Task directions: Send back every record word for word, with nothing missing.

Source material:
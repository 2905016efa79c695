//! WebSocket transport implementation using `tokio-tungstenite`.

use std::net::SocketAddr;
use std::sync::atomic::{AtomicU64, Ordering};

use futures_util::stream::{SplitSink, SplitStream};
use futures_util::{SinkExt, StreamExt};
use tokio::net::{TcpListener, TcpStream};
use tokio::sync::Mutex;
use tokio_tungstenite::WebSocketStream;
use tokio_tungstenite::tungstenite::Message;

use crate::{Connection, ConnectionId, Transport, TransportError};

/// Counter for generating unique connection IDs.
static NEXT_CONNECTION_ID: AtomicU64 = AtomicU64::new(1);

type WsStream = WebSocketStream<TcpStream>;

/// A WebSocket-based [`Transport`] that listens for incoming connections.
pub struct WebSocketTransport {
    listener: TcpListener,
}

impl WebSocketTransport {
    /// Binds a new WebSocket transport to the given address.
    pub async fn bind(addr: &str) -> Result<Self, TransportError> {
        let listener = TcpListener::bind(addr)
            .await
            .map_err(TransportError::AcceptFailed)?;
        tracing::info!(addr, "WebSocket transport listening");
        Ok(Self { listener })
    }
}

impl Transport for WebSocketTransport {
    type Connection = WebSocketConnection;
    type Error = TransportError;

    async fn accept(&mut self) -> Result<Self::Connection, Self::Error> {
        let (stream, addr) = self
            .listener
            .accept()
            .await
            .map_err(TransportError::AcceptFailed)?;

        let ws = tokio_tungstenite::accept_async(stream).await.map_err(|e| {
            TransportError::AcceptFailed(std::io::Error::new(
                std::io::ErrorKind::ConnectionRefused,
                e,
            ))
        })?;

        let id = ConnectionId::new(NEXT_CONNECTION_ID.fetch_add(1, Ordering::Relaxed));
        tracing::debug!(%id, %addr, "accepted WebSocket connection");

        // Reads and writes get separate locks so a pending `recv` never
        // blocks an outgoing broadcast.
        let (sink, stream) = ws.split();
        Ok(WebSocketConnection {
            id,
            sink: Mutex::new(sink),
            stream: Mutex::new(stream),
        })
    }

    fn local_addr(&self) -> Result<SocketAddr, Self::Error> {
        self.listener.local_addr().map_err(TransportError::AcceptFailed)
    }
}

/// A single WebSocket connection.
pub struct WebSocketConnection {
    id: ConnectionId,
    sink: Mutex<SplitSink<WsStream, Message>>,
    stream: Mutex<SplitStream<WsStream>>,
}

fn broken_pipe(e: tokio_tungstenite::tungstenite::Error) -> TransportError {
    TransportError::SendFailed(std::io::Error::new(std::io::ErrorKind::BrokenPipe, e))
}

impl Connection for WebSocketConnection {
    type Error = TransportError;

    async fn send(&self, text: &str) -> Result<(), Self::Error> {
        self.sink
            .lock()
            .await
            .send(Message::text(text.to_owned()))
            .await
            .map_err(broken_pipe)
    }

    async fn recv(&self) -> Result<Option<String>, Self::Error> {
        let mut stream = self.stream.lock().await;
        loop {
            match stream.next().await {
                Some(Ok(Message::Text(text))) => return Ok(Some(text.as_str().to_owned())),
                Some(Ok(Message::Binary(data))) => match String::from_utf8(data.to_vec()) {
                    Ok(text) => return Ok(Some(text)),
                    Err(_) => {
                        tracing::debug!(id = %self.id, "dropping non-UTF-8 binary frame");
                    }
                },
                Some(Ok(Message::Close(_))) | None => return Ok(None),
                Some(Ok(_)) => continue, // ping/pong/raw frame
                Some(Err(e)) => {
                    return Err(TransportError::ReceiveFailed(std::io::Error::new(
                        std::io::ErrorKind::ConnectionReset,
                        e,
                    )));
                }
            }
        }
    }

    async fn close(&self) -> Result<(), Self::Error> {
        self.sink.lock().await.close().await.map_err(broken_pipe)
    }

    fn id(&self) -> ConnectionId {
        self.id
    }
}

The answer:
repository 2905016efa79c695
//! WebSocket transport implementation using `tokio-tungstenite`.

use std::net::SocketAddr;
use std::sync::atomic::{AtomicU64, Ordering};

use futures_util::stream::{SplitSink, SplitStream};
use futures_util::{SinkExt, StreamExt};
use tokio::net::{TcpListener, TcpStream};
use tokio::sync::Mutex;
use tokio_tungstenite::WebSocketStream;
use tokio_tungstenite::tungstenite::Message;

use crate::{Connection, ConnectionId, Transport, TransportError};

/// Counter for generating unique connection IDs.
static NEXT_CONNECTION_ID: AtomicU64 = AtomicU64::new(1);

type WsStream = WebSocketStream<TcpStream>;

/// A WebSocket-based [`Transport`] that listens for incoming connections.
pub struct WebSocketTransport {
    listener: TcpListener,
}

impl WebSocketTransport {
    /// Binds a new WebSocket transport to the given address.
    pub async fn bind(addr: &str) -> Result<Self, TransportError> {
        let listener = TcpListener::bind(addr)
            .await
            .map_err(TransportError::AcceptFailed)?;
        tracing::info!(addr, "WebSocket transport listening");
        Ok(Self { listener })
    }
}

impl Transport for WebSocketTransport {
    type Connection = WebSocketConnection;
    type Error = TransportError;

    async fn accept(&mut self) -> Result<Self::Connection, Self::Error> {
        let (stream, addr) = self
            .listener
            .accept()
            .await
            .map_err(TransportError::AcceptFailed)?;

        let ws = tokio_tungstenite::accept_async(stream).await.map_err(|e| {
            TransportError::AcceptFailed(std::io::Error::new(
                std::io::ErrorKind::ConnectionRefused,
                e,
            ))
        })?;

        let id = ConnectionId::new(NEXT_CONNECTION_ID.fetch_add(1, Ordering::Relaxed));
        tracing::debug!(%id, %addr, "accepted WebSocket connection");

        // Reads and writes get separate locks so a pending `recv` never
        // blocks an outgoing broadcast.
        let (sink, stream) = ws.split();
        Ok(WebSocketConnection {
            id,
            sink: Mutex::new(sink),
            stream: Mutex::new(stream),
        })
    }

    fn local_addr(&self) -> Result<SocketAddr, Self::Error> {
        self.listener.local_addr().map_err(TransportError::AcceptFailed)
    }
}

/// A single WebSocket connection.
pub struct WebSocketConnection {
    id: ConnectionId,
    sink: Mutex<SplitSink<WsStream, Message>>,
    stream: Mutex<SplitStream<WsStream>>,
}

fn broken_pipe(e: tokio_tungstenite::tungstenite::Error) -> TransportError {
    TransportError::SendFailed(std::io::Error::new(std::io::ErrorKind::BrokenPipe, e))
}

impl Connection for WebSocketConnection {
    type Error = TransportError;

    async fn send(&self, text: &str) -> Result<(), Self::Error> {
        self.sink
            .lock()
            .await
            .send(Message::text(text.to_owned()))
            .await
            .map_err(broken_pipe)
    }

    async fn recv(&self) -> Result<Option<String>, Self::Error> {
        let mut stream = self.stream.lock().await;
        loop {
            match stream.next().await {
                Some(Ok(Message::Text(text))) => return Ok(Some(text.as_str().to_owned())),
                Some(Ok(Message::Binary(data))) => match String::from_utf8(data.to_vec()) {
                    Ok(text) => return Ok(Some(text)),
                    Err(_) => {
                        tracing::debug!(id = %self.id, "dropping non-UTF-8 binary frame");
                    }
                },
                Some(Ok(Message::Close(_))) | None => return Ok(None),
                Some(Ok(_)) => continue, // ping/pong/raw frame
                Some(Err(e)) => {
                    return Err(TransportError::ReceiveFailed(std::io::Error::new(
                        std::io::ErrorKind::ConnectionReset,
                        e,
                    )));
                }
            }
        }
    }

    async fn close(&self) -> Result<(), Self::Error> {
        self.sink.lock().await.close().await.map_err(broken_pipe)
    }

    fn id(&self) -> ConnectionId {
        self.id
    }
}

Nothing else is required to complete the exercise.